SUPPLIED RECORDS: Begin

impl PhaseOrchestrator {
    /// Coder phase for one approved task: engine session under the
    /// sandbox, gates, then either a structured commit or a retry.
    pub async fn run_coder(
        &self,
        task_id: i64,
        engine_name: Option<&str>,
    ) -> Result<CoderOutcome> {
        let ctx = self.context().clone();

        let control = ctx.store.control_state().await?;
        if control.paused {
            return Err(ForemanError::Preconditions("project is paused".into()));
        }
        let task = ctx.store.get_task(task_id).await?;
        if task.status != TaskStatus::Approved {
            return Err(ForemanError::Preconditions(format!(
                "task {task_id} is {}, coder runs require APPROVED",
                task.status.as_str()
            )));
        }
        let version = ctx.store.active_version(task_id).await?;
        for dep in &version.dependencies {
            let dep_task = ctx.store.get_task(*dep).await?;
            if dep_task.status != TaskStatus::Completed {
                return Err(ForemanError::Preconditions(format!(
                    "dependency task {dep} is {}, not COMPLETED",
                    dep_task.status.as_str()
                )));
            }
        }

        let engine = self.select_engine(engine_name).await?;
        let engine_id = engine.info().name;
        ctx.store
            .update_project(Some(Phase::Coder), None, None)
            .await?;
        let (run, cancel) = self
            .start_run(&engine_id, Phase::Coder, Some(task_id))
            .await?;
        ctx.store.set_current_task(Some(task_id)).await?;

        ctx.governance
            .set_task_status(task_id, TaskStatus::InProgress)
            .await?;
        let task = ctx.store.increment_attempts(task_id).await?;

        let result = self
            .coder_attempt(&task, &version, engine.clone(), run.clone(), cancel.clone())
            .await;
        ctx.store.set_current_task(None).await?;

        match result {
            Ok(outcome) => Ok(outcome),
            Err(ForemanError::Cancelled) => {
                let run = self
                    .finish_run(run.id, RunStatus::Cancelled, None, None)
                    .await?;
                let task = ctx
                    .governance
                    .set_task_status(task_id, TaskStatus::Approved)
                    .await?;
                Ok(CoderOutcome {
                    run,
                    task,
                    status: CoderRunStatus::Cancelled,
                    gate_report: None,
                    commit_sha: None,
                })
            }
            Err(err) => {
                // Engine and parse failures never poison task state beyond
                // the attempts counter. The run may already be finished if
                // the attempt failed after its terminal transition.
                if let Err(finish_err) = self
                    .finish_run(run.id, RunStatus::Failure, None, Some(&err.to_string()))
                    .await
                {
                    tracing::debug!(run_id = run.id, ?finish_err, "run already finished");
                }
                let current = ctx.store.get_task(task_id).await?;
                if current.status == TaskStatus::InProgress {
                    ctx.governance
                        .set_task_status(task_id, TaskStatus::Approved)
                        .await?;
                }
                self.phase_failed(Phase::Coder, run.id, err.code());
                Err(err)
            }
        }
    }

    async fn coder_attempt(
        &self,
        task: &Task,
        version: &TaskVersion,
        engine: Arc<dyn foreman_engines::Engine>,
        run: Run,
        cancel: CancellationToken,
    ) -> Result<CoderOutcome> {
        let ctx = self.context().clone();
        let task_id = task.id;

        let bundle = build_coder_bundle(&ctx, version).await?;
        self.put_artifact(
            bundle.rendered.as_bytes(),
            foreman_types::ArtifactKind::Other,
            Some(run.id),
            Some(task_id),
        )
        .await?;

        self.check_pause(&cancel).await?;

        tracing::debug!(
            task_id,
            prompt = %foreman_observability::redact_text(&bundle.rendered),
            "starting coder engine session"
        );
        let mut session = engine
            .start(EngineRequest {
                prompt: format!(
                    "Implement the task below and stop when done.\n\n{}",
                    bundle.rendered
                ),
                context: Vec::new(),
                workdir: ctx.root.clone(),
            })
            .await?;

        // A pause taking effect mid-session aborts it cleanly: the watcher
        // trips the run token, the engine stream completes within its
        // grace period, and the interruption is recorded as CANCELLED.
        let pause_watch = {
            let store = ctx.store.clone();
            let cancel = cancel.clone();
            tokio::spawn(async move {
                loop {
                    tokio::time::sleep(Duration::from_millis(250)).await;
                    match store.control_state().await {
                        Ok(control) if control.paused => {
                            cancel.cancel();
                            break;
                        }
                        Ok(_) => {}
                        Err(_) => break,
                    }
                }
            })
        };
        let transcript = self.drain_session(&mut session, run.id, &cancel).await;
        pause_watch.abort();
        let transcript = transcript?;

        self.persist_transcript(&transcript, run.id, Some(task_id))
            .await?;
        self.check_pause(&cancel).await?;

        let config = ctx.config().await;
        let report = if config.gates.enabled && !version.gates.is_empty() {
            let bus = ctx.bus.clone();
            let project_id = ctx.project_id.clone();
            let sink: foreman_sandbox::EventSink = Arc::new(move |event: WorkflowEvent| {
                bus.publish(event);
            });
            let runner = GateRunner::new(ctx.sandbox().await, project_id)
                .with_default_timeout(Duration::from_secs(config.gates.timeout))
                .with_fail_fast(config.gates.fail_on_error)
                .with_events(sink);
            runner
                .run_gates(&version.gates, ctx.root.clone(), cancel.clone())
                .await?
        } else {
            GateReport::from_results(Vec::new())
        };

        if report.all_passed {
            let commit_sha = self.commit_task(task, version, &report, run.id).await?;
            let run = self
                .finish_run(run.id, RunStatus::Success, Some(&report), None)
                .await?;
            let task = ctx
                .governance
                .set_task_status(task_id, TaskStatus::Completed)
                .await?;
            self.phase_completed(Phase::Coder, run.id, "success");
            return Ok(CoderOutcome {
                run,
                task,
                status: CoderRunStatus::Committed,
                gate_report: Some(report),
                commit_sha,
            });
        }

        // Preserve the failed attempt's diff for the next context bundle.
        let vcs = ctx.vcs().await;
        if let Ok(diff) = vcs.diff(&ctx.root).await {
            if !diff.trim().is_empty() {
                self.put_artifact(
                    diff.as_bytes(),
                    foreman_types::ArtifactKind::Diff,
                    Some(run.id),
                    Some(task_id),
                )
                .await?;
            }
        }

        let run = self
            .finish_run(run.id, RunStatus::Failure, Some(&report), Some("gates_failed"))
            .await?;
        let control = ctx.store.control_state().await?;
        let current = ctx.store.get_task(task_id).await?;
        let (task, status) = if current.attempts >= control.max_attempts {
            let task = ctx
                .governance
                .set_task_status(task_id, TaskStatus::Rejected)
                .await?;
            let mut metadata = task.metadata.clone();
            metadata.reason = Some("exhausted".to_string());
            let task = ctx.store.set_task_metadata(task_id, &metadata).await?;
            (task, CoderRunStatus::Exhausted)
        } else {
            let task = ctx
                .governance
                .set_task_status(task_id, TaskStatus::Approved)
                .await?;
            (task, CoderRunStatus::GatesFailed)
        };
        self.phase_completed(Phase::Coder, run.id, "gates_failed");

        Ok(CoderOutcome {
            run,
            task,
            status,
            gate_report: Some(report),
            commit_sha: None,
        })
    }

    async fn commit_task(
        &self,
        task: &Task,
        version: &TaskVersion,
        report: &GateReport,
        run_id: i64,
    ) -> Result<Option<String>> {
        let ctx = self.context().clone();
        let vcs = ctx.vcs().await;
        if !vcs.is_repo(&ctx.root).await? {
            tracing::warn!(task_id = task.id, "project root is not a repository; skipping commit");
            return Ok(None);
        }
        let status = vcs.status(&ctx.root).await?;
        let mut files: Vec<PathBuf> = Vec::new();
        for path in status.staged.iter().chain(status.unstaged.iter()) {
            // Internal state never lands in the repository.
            if path.starts_with(".foreman") {
                continue;
            }
            let path = PathBuf::from(path);
            if !files.contains(&path) {
                files.push(path);
            }
        }
        if files.is_empty() {
            tracing::info!(task_id = task.id, "no changes to commit");
            return Ok(None);
        }

        let approver = self.version_approver(version).await?;
        let message = commit_message(task, version, report, &approver, run_id);
        let sha = vcs.commit(&ctx.root, &files, &message).await?;
        Ok(Some(sha))
    }

    async fn version_approver(&self, version: &TaskVersion) -> Result<String> {
        // The review approval may sit on an earlier version of the task
        // (refinements create new versions without re-approval).
        let versions = self.context().store.task_versions(version.task_id).await?;
        for candidate in versions.iter().rev() {
            let approvals = self
                .context()
                .store
                .approvals_for_version(candidate.id)
                .await?;
            if let Some(approval) = approvals
                .iter()
                .rev()
                .find(|a| a.decision == ApprovalDecision::Approve)
            {
                return Ok(approval.approver.clone());
            }
        }
        Ok("unknown".to_string())
    }

    async fn check_pause(&self, cancel: &CancellationToken) -> Result<()> {
        if cancel.is_cancelled() {
            return Err(ForemanError::Cancelled);
        }
        let control = self.context().store.control_state().await?;
        if control.paused {
            return Err(ForemanError::Cancelled);
        }
        Ok(())
    }

    /// The per-project coder loop:
    ///
    /// Idle → Selecting → Executing → Committing → back to Selecting, with
    /// pause observed at every scheduling decision. Scheduling decisions
    /// happen under the project control lock.
    pub async fn run_coder_loop(&self, engine_name: Option<&str>) -> Result<CoderLoopReport> {
        let ctx = self.context().clone();
        let mut outcomes = Vec::new();
        let stopped = loop {
            // Selecting
            let next = {
                let _guard = ctx.control_lock.lock().await;
                let control = ctx.store.control_state().await?;
                if control.paused {
                    break LoopStop::Paused;
                }
                self.next_ready_task().await?
            };
            let Some(task_id) = next else {
                break LoopStop::NoReady;
            };

            // Executing / Committing
            let outcome = self.run_coder(task_id, engine_name).await?;
            let cancelled = outcome.status == CoderRunStatus::Cancelled;
            outcomes.push(outcome);
            if cancelled {
                let control = ctx.store.control_state().await?;
                if control.paused {
                    break LoopStop::Paused;
                }
                // An engine switch cancelled the run; re-select with the
                // new engine.
            }
        };
        self.publish(
            EventKind::ProjectUpdated,
            json!({"coderLoop": match stopped {
                LoopStop::Paused => "paused",
                LoopStop::NoReady => "idle",
            }}),
        );
        Ok(CoderLoopReport { outcomes, stopped })
    }

    /// Highest-priority `APPROVED` task whose dependencies are all
    /// `COMPLETED`.
    async fn next_ready_task(&self) -> Result<Option<i64>> {
        let ctx = self.context();
        let approved = ctx.store.list_tasks(Some(TaskStatus::Approved)).await?;
        for task in approved {
            let version = ctx.store.active_version(task.id).await?;
            let mut ready = true;
            for dep in &version.dependencies {
                let dep_task = ctx.store.get_task(*dep).await?;
                if dep_task.status != TaskStatus::Completed {
                    ready = false;
                    break;
                }
            }
            if ready {
                return Ok(Some(task.id));
            }
        }
        Ok(None)
    }
}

SUPPLIED RECORDS: End

Only lines holding the string "under" are wanted; gather each one from the entries above.

SOLUTION BELOW:
    /// Coder phase for one approved task: engine session under the
    /// happen under the project control lock.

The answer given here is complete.